■ **Action item**:
Copy out exactly the lines from the start of the data to the line containing "use crate::token::SigningKey;". Include both.

Stored items
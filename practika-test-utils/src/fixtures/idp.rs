//! Mock identity provider HTTP endpoints.
//!
//! Each helper registers one endpoint on the test server and returns the
//! [`Mock`] so tests can add expectations or assert call counts. The
//! paths mirror the provider's key publication and admin account API.

use mockito::{Mock, ServerGuard};

use crate::token::SigningKey;

/// Serve the key set for the given signing key at `GET /v1/keys`.
pub fn mock_jwks_endpoint(server: &mut ServerGuard, signing_key: &SigningKey) -> Mock {
    server
        .mock("GET", "/v1/keys")
        .with_status(200)
        .with_header("content-type", "application/json")
        .with_body(signing_key.jwks().to_string())
        .create()
}

/// Accept an account creation and answer with the given subject id.
pub fn mock_create_account(server: &mut ServerGuard, uid: &str) -> Mock {
    server
        .mock("POST", "/v1/accounts")
        .with_status(200)
        .with_header("content-type", "application/json")
        .with_body(serde_json::json!({ "uid": uid }).to_string())
        .create()
}

/// Reject account creation with the given status and error code.
pub fn mock_create_account_failure(server: &mut ServerGuard, status: usize, error: &str) -> Mock {
    server
        .mock("POST", "/v1/accounts")
        .with_status(status)
        .with_header("content-type", "application/json")
        .with_body(serde_json::json!({ "error": error }).to_string())
        .create()
}

/// Accept a claims update for the given subject id.
pub fn mock_set_claims(server: &mut ServerGuard, uid: &str) -> Mock {
    server
        .mock("POST", format!("/v1/accounts/{}/claims", uid).as_str())
        .with_status(200)
        .with_header("content-type", "application/json")
        .with_body("{}")
        .create()
}

/// Accept an account deletion for the given subject id.
pub fn mock_delete_account(server: &mut ServerGuard, uid: &str) -> Mock {
    server
        .mock("DELETE", format!("/v1/accounts/{}", uid).as_str())
        .with_status(200)
        .with_header("content-type", "application/json")
        .with_body("{}")
        .create()
}
use std::collections::HashMap;

use sea_orm::DatabaseConnection;

use crate::model::account::{Role, StudentSummaryDto};
use crate::model::application::{
    ApplicationDetailDto, ApplicationDto, ApplicationPayloadDto, ApplicationState,
    ApplicationStateDto,
};
use crate::model::offer::OfferDetailDto;
use crate::server::data::account::AccountRepository;
use crate::server::data::application::{ApplicationRepository, NewApplication};
use crate::server::data::offer::OfferRepository;
use crate::server::error::{domain::DomainError, Error};
use crate::server::service::account::student_summary;
use crate::server::service::offer::offer_detail;

/// Service for internship applications.
///
/// Applications keep their student and offer references as opaque ids;
/// nothing checks that they exist at submission time, and listings embed
/// whatever still resolves, null otherwise.
pub struct ApplicationService<'a> {
    db: &'a DatabaseConnection,
}

impl<'a> ApplicationService<'a> {
    /// Creates a new instance of [`ApplicationService`]
    pub fn new(db: &'a DatabaseConnection) -> Self {
        Self { db }
    }

    /// Submits a new application, PENDENTE unless a state is given
    pub async fn create(&self, payload: ApplicationPayloadDto) -> Result<ApplicationDto, Error> {
        let mut missing = Vec::new();
        if payload.student.is_none() {
            missing.push("student");
        }
        if payload.offer.is_none() {
            missing.push("offer");
        }
        if !missing.is_empty() {
            return Err(DomainError::Validation(format!(
                "Missing required fields: {}",
                missing.join(", ")
            ))
            .into());
        }

        let state = match payload.state.as_deref() {
            Some(value) => value
                .parse::<ApplicationState>()
                .map_err(DomainError::InvalidState)?,
            None => ApplicationState::default(),
        };

        let application = ApplicationRepository::new(self.db)
            .create(NewApplication {
                state,
                student_id: payload.student.unwrap_or_default(),
                offer_id: payload.offer.unwrap_or_default(),
            })
            .await?;

        application_dto(application)
    }

    /// Lists every application with student and offer embeds
    pub async fn list(&self) -> Result<Vec<ApplicationDetailDto>, Error> {
        let applications = ApplicationRepository::new(self.db).list().await?;
        self.with_embeds(applications).await
    }

    /// Lists a student's applications, newest first, with embeds
    pub async fn list_by_student(
        &self,
        student_id: i32,
    ) -> Result<Vec<ApplicationDetailDto>, Error> {
        let applications = ApplicationRepository::new(self.db)
            .list_by_student(student_id)
            .await?;
        self.with_embeds(applications).await
    }

    /// Lists the applications received by a company, newest first.
    ///
    /// Resolved in two steps: the company's offers, then every
    /// application targeting one of them.
    pub async fn list_by_company(
        &self,
        company_id: i32,
    ) -> Result<Vec<ApplicationDetailDto>, Error> {
        let offers = OfferRepository::new(self.db)
            .list_by_company(company_id)
            .await?;
        let offer_ids: Vec<i32> = offers.iter().map(|offer| offer.id).collect();

        let applications = ApplicationRepository::new(self.db)
            .list_by_offer_ids(&offer_ids)
            .await?;
        self.with_embeds(applications).await
    }

    /// Moves an application to the given state
    pub async fn set_state(
        &self,
        id: i32,
        payload: ApplicationStateDto,
    ) -> Result<ApplicationDto, Error> {
        let state = payload
            .state
            .as_deref()
            .filter(|value| !value.trim().is_empty())
            .ok_or_else(|| DomainError::Validation("Missing required fields: state".to_string()))?
            .parse::<ApplicationState>()
            .map_err(DomainError::InvalidState)?;

        let repository = ApplicationRepository::new(self.db);
        let application = repository
            .get_by_id(id)
            .await?
            .ok_or(DomainError::NotFound("Application"))?;

        application_dto(repository.set_state(application, state).await?)
    }

    /// Deletes an application
    pub async fn delete(&self, id: i32) -> Result<(), Error> {
        let result = ApplicationRepository::new(self.db).delete(id).await?;

        if result.rows_affected == 0 {
            return Err(DomainError::NotFound("Application").into());
        }

        Ok(())
    }

    /// Resolves the student and offer embeds for a page of applications.
    ///
    /// Three reads regardless of page size: the referenced students, the
    /// referenced offers, and the companies those offers point at.
    async fn with_embeds(
        &self,
        applications: Vec<entity::application::Model>,
    ) -> Result<Vec<ApplicationDetailDto>, Error> {
        let account_repository = AccountRepository::new(self.db);

        let mut student_ids: Vec<i32> = applications
            .iter()
            .map(|application| application.student_id)
            .collect();
        student_ids.sort_unstable();
        student_ids.dedup();

        let students: HashMap<i32, StudentSummaryDto> = account_repository
            .get_many_by_ids(&student_ids)
            .await?
            .iter()
            .filter(|account| account.role == Role::Student.as_str())
            .map(|account| (account.id, student_summary(account)))
            .collect();

        let mut offer_ids: Vec<i32> = applications
            .iter()
            .map(|application| application.offer_id)
            .collect();
        offer_ids.sort_unstable();
        offer_ids.dedup();

        let offers = OfferRepository::new(self.db)
            .get_many_by_ids(&offer_ids)
            .await?;

        let mut company_ids: Vec<i32> = offers.iter().map(|offer| offer.company_id).collect();
        company_ids.sort_unstable();
        company_ids.dedup();

        let companies: HashMap<i32, _> = account_repository
            .get_many_by_ids(&company_ids)
            .await?
            .iter()
            .filter(|account| account.role == Role::Company.as_str())
            .map(|account| {
                (
                    account.id,
                    crate::server::service::account::company_summary(account),
                )
            })
            .collect();

        let offers: HashMap<i32, OfferDetailDto> = offers
            .into_iter()
            .map(|offer| {
                let company = companies.get(&offer.company_id).cloned();
                (offer.id, offer_detail(offer, company))
            })
            .collect();

        applications
            .into_iter()
            .map(|application| {
                let student = students.get(&application.student_id).cloned();
                let offer = offers.get(&application.offer_id).cloned();
                application_detail(application, student, offer)
            })
            .collect()
    }
}

fn application_dto(application: entity::application::Model) -> Result<ApplicationDto, Error> {
    Ok(ApplicationDto {
        id: application.id,
        state: parse_stored_state(&application)?,
        student: application.student_id,
        offer: application.offer_id,
        created_at: application.created_at,
        updated_at: application.updated_at,
    })
}

fn application_detail(
    application: entity::application::Model,
    student: Option<StudentSummaryDto>,
    offer: Option<OfferDetailDto>,
) -> Result<ApplicationDetailDto, Error> {
    Ok(ApplicationDetailDto {
        id: application.id,
        state: parse_stored_state(&application)?,
        student,
        offer,
        created_at: application.created_at,
        updated_at: application.updated_at,
    })
}

fn parse_stored_state(application: &entity::application::Model) -> Result<ApplicationState, Error> {
    application.state.parse::<ApplicationState>().map_err(|_| {
        Error::InternalError(format!(
            "Application {} carries unrecognized state {:?}",
            application.id, application.state
        ))
    })
}
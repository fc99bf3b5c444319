pub mod account;
pub mod api;
pub mod application;
pub mod auth;
pub mod offer;
pub mod placement;
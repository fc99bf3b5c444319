use std::fmt;
use std::str::FromStr;

use chrono::NaiveDateTime;
use serde::{Deserialize, Serialize};
use utoipa::ToSchema;

use crate::model::account::StudentSummaryDto;
use crate::model::offer::OfferDetailDto;

/// Lifecycle of an application. The wire and database values keep the
/// platform's historical Portuguese names.
#[derive(Debug, Clone, Copy, Default, PartialEq, Eq, Serialize, Deserialize, ToSchema)]
pub enum ApplicationState {
    #[default]
    #[serde(rename = "PENDENTE")]
    Pending,
    #[serde(rename = "ACEITE")]
    Accepted,
    #[serde(rename = "RECUSADO")]
    Rejected,
}

impl ApplicationState {
    pub fn as_str(&self) -> &'static str {
        match self {
            ApplicationState::Pending => "PENDENTE",
            ApplicationState::Accepted => "ACEITE",
            ApplicationState::Rejected => "RECUSADO",
        }
    }
}

impl fmt::Display for ApplicationState {
    fn fmt(&self, f: &mut fmt::Formatter<'_>) -> fmt::Result {
        write!(f, "{}", self.as_str())
    }
}

impl FromStr for ApplicationState {
    type Err = String;

    fn from_str(s: &str) -> Result<Self, Self::Err> {
        match s {
            "PENDENTE" => Ok(ApplicationState::Pending),
            "ACEITE" => Ok(ApplicationState::Accepted),
            "RECUSADO" => Ok(ApplicationState::Rejected),
            other => Err(format!(
                "Invalid application state {:?}, expected one of PENDENTE, ACEITE, RECUSADO",
                other
            )),
        }
    }
}

/// An application with raw references, as returned by mutating endpoints.
#[derive(Debug, Clone, Serialize, Deserialize, ToSchema)]
#[serde(rename_all = "camelCase")]
pub struct ApplicationDto {
    pub id: i32,
    pub state: ApplicationState,
    pub student: i32,
    pub offer: i32,
    pub created_at: NaiveDateTime,
    pub updated_at: NaiveDateTime,
}

/// An application with its student and offer embedded. Either embed is
/// null when the referenced record no longer exists.
#[derive(Debug, Clone, Serialize, Deserialize, ToSchema)]
#[serde(rename_all = "camelCase")]
pub struct ApplicationDetailDto {
    pub id: i32,
    pub state: ApplicationState,
    pub student: Option<StudentSummaryDto>,
    pub offer: Option<OfferDetailDto>,
    pub created_at: NaiveDateTime,
    pub updated_at: NaiveDateTime,
}

/// Request body for submitting an application.
#[derive(Debug, Clone, Default, Serialize, Deserialize, ToSchema)]
#[serde(rename_all = "camelCase")]
pub struct ApplicationPayloadDto {
    pub student: Option<i32>,
    pub offer: Option<i32>,
    /// Initial state; defaults to PENDENTE. Parsed as a string so an
    /// unknown value reports a validation error instead of a
    /// deserialization rejection.
    pub state: Option<String>,
}

/// Request body for the state transition endpoint.
#[derive(Debug, Clone, Serialize, Deserialize, ToSchema)]
pub struct ApplicationStateDto {
    pub state: Option<String>,
}
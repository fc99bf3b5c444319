//! Integration tests for the HTTP endpoints.
//!
//! Each test drives the real router, so the identity middleware and role
//! guards sit in front of the handlers exactly as they do in production.

mod account;
mod application;
mod auth;
mod offer;
mod placement;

■ **Exercise solution**:
filename practika-test-utils/src/fixtures/idp.rs
//! Mock identity provider HTTP endpoints.
//!
//! Each helper registers one endpoint on the test server and returns the
//! [`Mock`] so tests can add expectations or assert call counts. The
//! paths mirror the provider's key publication and admin account API.

use mockito::{Mock, ServerGuard};

use crate::token::SigningKey;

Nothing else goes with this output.